WHAT THIS TASK INVOLVES: Would you set down every entry again, exactly as written?

LISTED RECORDS:
use super::arena::{Arena, WORD_SIZE};

/// Integrity tag written into every header when the block is created.
pub const BLOCK_MAGIC: u64 = 0xDEAD_BEEF_CAFE_BABE;

/// Bytes taken by a header in front of every payload.
///
/// ```text
///   offset  0        8        16       24       32       40
///           +--------+--------+--------+--------+--------+----------------
///           |  size  |  free  |  next  |  prev  | magic  |  payload ...
///           +--------+--------+--------+--------+--------+----------------
/// ```
pub const HEADER_SIZE: usize = 5 * WORD_SIZE;

const SIZE: usize = 0;
const FREE: usize = WORD_SIZE;
const NEXT: usize = 2 * WORD_SIZE;
const PREV: usize = 3 * WORD_SIZE;
const MAGIC: usize = 4 * WORD_SIZE;

// encodes a missing neighbour
const NIL: u64 = u64::MAX;

/// Decoded copy of an in-arena block header. Neighbours are header offsets.
#[derive(Clone, Copy, Debug, PartialEq, Eq)]
pub struct Header {
    pub size: usize,
    pub free: bool,
    pub next: Option<usize>,
    pub prev: Option<usize>,
    pub magic: u64,
}

impl Header {
    pub const fn new(size: usize, free: bool, next: Option<usize>, prev: Option<usize>) -> Self {
        Self {
            size,
            free,
            next,
            prev,
            magic: BLOCK_MAGIC,
        }
    }

    pub fn read<const N: usize>(arena: &Arena<N>, block: usize) -> Self {
        Self {
            size: arena.read_word(block + SIZE) as usize,
            free: arena.read_word(block + FREE) != 0,
            next: decode_link(arena.read_word(block + NEXT)),
            prev: decode_link(arena.read_word(block + PREV)),
            magic: arena.read_word(block + MAGIC),
        }
    }

    pub fn write<const N: usize>(&self, arena: &mut Arena<N>, block: usize) {
        arena.write_word(block + SIZE, self.size as u64);
        arena.write_word(block + FREE, self.free as u64);
        arena.write_word(block + NEXT, encode_link(self.next));
        arena.write_word(block + PREV, encode_link(self.prev));
        arena.write_word(block + MAGIC, self.magic);
    }

    #[inline]
    pub fn is_intact(&self) -> bool {
        self.magic == BLOCK_MAGIC
    }
}

#[inline]
pub const fn payload_of(block: usize) -> usize {
    block + HEADER_SIZE
}

#[inline]
pub const fn block_of(payload: usize) -> usize {
    payload - HEADER_SIZE
}

fn encode_link(link: Option<usize>) -> u64 {
    link.map_or(NIL, |offset| offset as u64)
}

fn decode_link(word: u64) -> Option<usize> {
    if word == NIL {
        None
    } else {
        usize::try_from(word).ok()
    }
}

#[cfg(test)]
mod test {
    use super::*;

    #[test]
    fn test_header_round_trip_in_place() {
        let mut arena = Arena::<128>::new();
        let header = Header::new(48, false, Some(88), None);

        header.write(&mut arena, 0);

        let read = Header::read(&arena, 0);
        assert_eq!(read, header);
        assert!(read.is_intact());
    }

    #[test]
    fn test_header_layout_matches_word_offsets() {
        let mut arena = Arena::<64>::new();
        Header::new(16, true, None, Some(8)).write(&mut arena, 0);

        assert_eq!(arena.read_word(0), 16);
        assert_eq!(arena.read_word(8), 1);
        assert_eq!(arena.read_word(16), u64::MAX);
        assert_eq!(arena.read_word(24), 8);
        assert_eq!(arena.read_word(32), BLOCK_MAGIC);
    }

    #[test]
    fn test_zeroed_memory_is_not_a_header() {
        let arena = Arena::<64>::new();

        assert!(!Header::read(&arena, 0).is_intact());
    }

    #[test]
    fn test_payload_conversions() {
        assert_eq!(HEADER_SIZE, 40);
        assert_eq!(payload_of(0), 40);
        assert_eq!(block_of(payload_of(144)), 144);
    }
}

RESPONSE TO THE TASK:
use super::arena::{Arena, WORD_SIZE};

/// Integrity tag written into every header when the block is created.
pub const BLOCK_MAGIC: u64 = 0xDEAD_BEEF_CAFE_BABE;

/// Bytes taken by a header in front of every payload.
///
/// ```text
///   offset  0        8        16       24       32       40
///           +--------+--------+--------+--------+--------+----------------
///           |  size  |  free  |  next  |  prev  | magic  |  payload ...
///           +--------+--------+--------+--------+--------+----------------
/// ```
pub const HEADER_SIZE: usize = 5 * WORD_SIZE;

const SIZE: usize = 0;
const FREE: usize = WORD_SIZE;
const NEXT: usize = 2 * WORD_SIZE;
const PREV: usize = 3 * WORD_SIZE;
const MAGIC: usize = 4 * WORD_SIZE;

// encodes a missing neighbour
const NIL: u64 = u64::MAX;

/// Decoded copy of an in-arena block header. Neighbours are header offsets.
#[derive(Clone, Copy, Debug, PartialEq, Eq)]
pub struct Header {
    pub size: usize,
    pub free: bool,
    pub next: Option<usize>,
    pub prev: Option<usize>,
    pub magic: u64,
}

impl Header {
    pub const fn new(size: usize, free: bool, next: Option<usize>, prev: Option<usize>) -> Self {
        Self {
            size,
            free,
            next,
            prev,
            magic: BLOCK_MAGIC,
        }
    }

    pub fn read<const N: usize>(arena: &Arena<N>, block: usize) -> Self {
        Self {
            size: arena.read_word(block + SIZE) as usize,
            free: arena.read_word(block + FREE) != 0,
            next: decode_link(arena.read_word(block + NEXT)),
            prev: decode_link(arena.read_word(block + PREV)),
            magic: arena.read_word(block + MAGIC),
        }
    }

    pub fn write<const N: usize>(&self, arena: &mut Arena<N>, block: usize) {
        arena.write_word(block + SIZE, self.size as u64);
        arena.write_word(block + FREE, self.free as u64);
        arena.write_word(block + NEXT, encode_link(self.next));
        arena.write_word(block + PREV, encode_link(self.prev));
        arena.write_word(block + MAGIC, self.magic);
    }

    #[inline]
    pub fn is_intact(&self) -> bool {
        self.magic == BLOCK_MAGIC
    }
}

#[inline]
pub const fn payload_of(block: usize) -> usize {
    block + HEADER_SIZE
}

#[inline]
pub const fn block_of(payload: usize) -> usize {
    payload - HEADER_SIZE
}

fn encode_link(link: Option<usize>) -> u64 {
    link.map_or(NIL, |offset| offset as u64)
}

fn decode_link(word: u64) -> Option<usize> {
    if word == NIL {
        None
    } else {
        usize::try_from(word).ok()
    }
}

#[cfg(test)]
mod test {
    use super::*;

    #[test]
    fn test_header_round_trip_in_place() {
        let mut arena = Arena::<128>::new();
        let header = Header::new(48, false, Some(88), None);

        header.write(&mut arena, 0);

        let read = Header::read(&arena, 0);
        assert_eq!(read, header);
        assert!(read.is_intact());
    }

    #[test]
    fn test_header_layout_matches_word_offsets() {
        let mut arena = Arena::<64>::new();
        Header::new(16, true, None, Some(8)).write(&mut arena, 0);

        assert_eq!(arena.read_word(0), 16);
        assert_eq!(arena.read_word(8), 1);
        assert_eq!(arena.read_word(16), u64::MAX);
        assert_eq!(arena.read_word(24), 8);
        assert_eq!(arena.read_word(32), BLOCK_MAGIC);
    }

    #[test]
    fn test_zeroed_memory_is_not_a_header() {
        let arena = Arena::<64>::new();

        assert!(!Header::read(&arena, 0).is_intact());
    }

    #[test]
    fn test_payload_conversions() {
        assert_eq!(HEADER_SIZE, 40);
        assert_eq!(payload_of(0), 40);
        assert_eq!(block_of(payload_of(144)), 144);
    }
}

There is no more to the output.